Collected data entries

----

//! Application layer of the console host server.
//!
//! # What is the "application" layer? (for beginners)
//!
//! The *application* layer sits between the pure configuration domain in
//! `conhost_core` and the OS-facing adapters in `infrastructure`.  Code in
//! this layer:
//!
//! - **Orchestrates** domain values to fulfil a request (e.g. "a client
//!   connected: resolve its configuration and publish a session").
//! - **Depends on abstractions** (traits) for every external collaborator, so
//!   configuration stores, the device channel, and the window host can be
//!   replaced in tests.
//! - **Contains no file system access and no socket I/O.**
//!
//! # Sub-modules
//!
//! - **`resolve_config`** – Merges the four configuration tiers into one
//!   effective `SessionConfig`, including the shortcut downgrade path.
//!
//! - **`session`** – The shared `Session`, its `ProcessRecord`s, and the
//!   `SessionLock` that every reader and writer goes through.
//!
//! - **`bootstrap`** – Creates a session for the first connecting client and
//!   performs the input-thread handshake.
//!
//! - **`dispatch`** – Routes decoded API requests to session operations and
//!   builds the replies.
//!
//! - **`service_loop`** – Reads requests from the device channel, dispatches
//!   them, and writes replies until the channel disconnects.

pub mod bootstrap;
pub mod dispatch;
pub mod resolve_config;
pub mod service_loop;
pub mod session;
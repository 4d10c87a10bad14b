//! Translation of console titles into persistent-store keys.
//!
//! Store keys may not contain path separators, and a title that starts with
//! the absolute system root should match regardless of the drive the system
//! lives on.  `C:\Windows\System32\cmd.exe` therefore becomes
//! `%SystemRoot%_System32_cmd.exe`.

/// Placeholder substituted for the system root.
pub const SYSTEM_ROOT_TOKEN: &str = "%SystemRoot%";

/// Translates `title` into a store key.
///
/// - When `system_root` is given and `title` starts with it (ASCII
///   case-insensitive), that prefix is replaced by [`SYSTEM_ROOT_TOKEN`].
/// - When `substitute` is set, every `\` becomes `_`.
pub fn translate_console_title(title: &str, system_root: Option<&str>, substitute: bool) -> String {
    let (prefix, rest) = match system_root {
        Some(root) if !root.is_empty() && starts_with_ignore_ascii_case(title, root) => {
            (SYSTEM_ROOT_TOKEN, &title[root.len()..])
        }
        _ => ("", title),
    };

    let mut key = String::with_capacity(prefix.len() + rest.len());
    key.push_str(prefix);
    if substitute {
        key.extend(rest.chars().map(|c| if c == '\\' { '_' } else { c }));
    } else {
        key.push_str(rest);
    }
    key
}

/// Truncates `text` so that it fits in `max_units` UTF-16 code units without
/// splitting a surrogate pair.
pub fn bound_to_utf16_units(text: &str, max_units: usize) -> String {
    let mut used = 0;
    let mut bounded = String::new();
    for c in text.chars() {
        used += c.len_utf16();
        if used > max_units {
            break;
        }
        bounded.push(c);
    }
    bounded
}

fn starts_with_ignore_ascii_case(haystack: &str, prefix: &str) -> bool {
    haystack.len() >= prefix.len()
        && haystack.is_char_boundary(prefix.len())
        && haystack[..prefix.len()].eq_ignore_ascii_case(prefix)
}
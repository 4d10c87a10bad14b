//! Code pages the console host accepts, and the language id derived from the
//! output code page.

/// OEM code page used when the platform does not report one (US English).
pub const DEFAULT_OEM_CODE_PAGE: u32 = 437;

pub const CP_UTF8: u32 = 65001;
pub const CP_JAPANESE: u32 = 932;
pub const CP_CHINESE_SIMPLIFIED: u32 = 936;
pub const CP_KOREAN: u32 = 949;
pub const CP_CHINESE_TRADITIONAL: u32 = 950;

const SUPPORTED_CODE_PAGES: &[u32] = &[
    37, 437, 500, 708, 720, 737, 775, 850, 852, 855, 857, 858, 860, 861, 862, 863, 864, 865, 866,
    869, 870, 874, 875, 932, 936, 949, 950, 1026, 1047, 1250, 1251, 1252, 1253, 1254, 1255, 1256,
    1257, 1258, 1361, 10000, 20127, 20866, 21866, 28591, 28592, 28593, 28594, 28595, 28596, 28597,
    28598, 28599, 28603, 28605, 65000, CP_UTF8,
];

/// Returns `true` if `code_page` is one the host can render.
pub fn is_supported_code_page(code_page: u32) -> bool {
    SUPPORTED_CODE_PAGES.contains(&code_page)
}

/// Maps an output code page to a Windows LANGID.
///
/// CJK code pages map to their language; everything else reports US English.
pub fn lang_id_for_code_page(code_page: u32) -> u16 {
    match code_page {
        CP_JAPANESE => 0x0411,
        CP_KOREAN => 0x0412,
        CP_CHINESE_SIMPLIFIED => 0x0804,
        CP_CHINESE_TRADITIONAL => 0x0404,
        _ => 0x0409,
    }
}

----

* [Exercise requirements] All the entries above are to be transcribed without any alteration.

* [Response area]
//! Application layer of the console host server.
//!
//! # What is the "application" layer? (for beginners)
//!
//! The *application* layer sits between the pure configuration domain in
//! `conhost_core` and the OS-facing adapters in `infrastructure`.  Code in
//! this layer:
//!
//! - **Orchestrates** domain values to fulfil a request (e.g. "a client
//!   connected: resolve its configuration and publish a session").
//! - **Depends on abstractions** (traits) for every external collaborator, so
//!   configuration stores, the device channel, and the window host can be
//!   replaced in tests.
//! - **Contains no file system access and no socket I/O.**
//!
//! # Sub-modules
//!
//! - **`resolve_config`** – Merges the four configuration tiers into one
//!   effective `SessionConfig`, including the shortcut downgrade path.
//!
//! - **`session`** – The shared `Session`, its `ProcessRecord`s, and the
//!   `SessionLock` that every reader and writer goes through.
//!
//! - **`bootstrap`** – Creates a session for the first connecting client and
//!   performs the input-thread handshake.
//!
//! - **`dispatch`** – Routes decoded API requests to session operations and
//!   builds the replies.
//!
//! - **`service_loop`** – Reads requests from the device channel, dispatches
//!   them, and writes replies until the channel disconnects.

pub mod bootstrap;
pub mod dispatch;
pub mod resolve_config;
pub mod service_loop;
pub mod session;
repository 4d10c87a10bad14b
//! Translation of console titles into persistent-store keys.
//!
//! Store keys may not contain path separators, and a title that starts with
//! the absolute system root should match regardless of the drive the system
//! lives on.  `C:\Windows\System32\cmd.exe` therefore becomes
//! `%SystemRoot%_System32_cmd.exe`.

/// Placeholder substituted for the system root.
pub const SYSTEM_ROOT_TOKEN: &str = "%SystemRoot%";

/// Translates `title` into a store key.
///
/// - When `system_root` is given and `title` starts with it (ASCII
///   case-insensitive), that prefix is replaced by [`SYSTEM_ROOT_TOKEN`].
/// - When `substitute` is set, every `\` becomes `_`.
pub fn translate_console_title(title: &str, system_root: Option<&str>, substitute: bool) -> String {
    let (prefix, rest) = match system_root {
        Some(root) if !root.is_empty() && starts_with_ignore_ascii_case(title, root) => {
            (SYSTEM_ROOT_TOKEN, &title[root.len()..])
        }
        _ => ("", title),
    };

    let mut key = String::with_capacity(prefix.len() + rest.len());
    key.push_str(prefix);
    if substitute {
        key.extend(rest.chars().map(|c| if c == '\\' { '_' } else { c }));
    } else {
        key.push_str(rest);
    }
    key
}

/// Truncates `text` so that it fits in `max_units` UTF-16 code units without
/// splitting a surrogate pair.
pub fn bound_to_utf16_units(text: &str, max_units: usize) -> String {
    let mut used = 0;
    let mut bounded = String::new();
    for c in text.chars() {
        used += c.len_utf16();
        if used > max_units {
            break;
        }
        bounded.push(c);
    }
    bounded
}

fn starts_with_ignore_ascii_case(haystack: &str, prefix: &str) -> bool {
    haystack.len() >= prefix.len()
        && haystack.is_char_boundary(prefix.len())
        && haystack[..prefix.len()].eq_ignore_ascii_case(prefix)
}
repository 4d10c87a10bad14b
//! Code pages the console host accepts, and the language id derived from the
//! output code page.

/// OEM code page used when the platform does not report one (US English).
pub const DEFAULT_OEM_CODE_PAGE: u32 = 437;

pub const CP_UTF8: u32 = 65001;
pub const CP_JAPANESE: u32 = 932;
pub const CP_CHINESE_SIMPLIFIED: u32 = 936;
pub const CP_KOREAN: u32 = 949;
pub const CP_CHINESE_TRADITIONAL: u32 = 950;

const SUPPORTED_CODE_PAGES: &[u32] = &[
    37, 437, 500, 708, 720, 737, 775, 850, 852, 855, 857, 858, 860, 861, 862, 863, 864, 865, 866,
    869, 870, 874, 875, 932, 936, 949, 950, 1026, 1047, 1250, 1251, 1252, 1253, 1254, 1255, 1256,
    1257, 1258, 1361, 10000, 20127, 20866, 21866, 28591, 28592, 28593, 28594, 28595, 28596, 28597,
    28598, 28599, 28603, 28605, 65000, CP_UTF8,
];

/// Returns `true` if `code_page` is one the host can render.
pub fn is_supported_code_page(code_page: u32) -> bool {
    SUPPORTED_CODE_PAGES.contains(&code_page)
}

/// Maps an output code page to a Windows LANGID.
///
/// CJK code pages map to their language; everything else reports US English.
pub fn lang_id_for_code_page(code_page: u32) -> u16 {
    match code_page {
        CP_JAPANESE => 0x0411,
        CP_KOREAN => 0x0412,
        CP_CHINESE_SIMPLIFIED => 0x0804,
        CP_CHINESE_TRADITIONAL => 0x0404,
        _ => 0x0409,
    }
}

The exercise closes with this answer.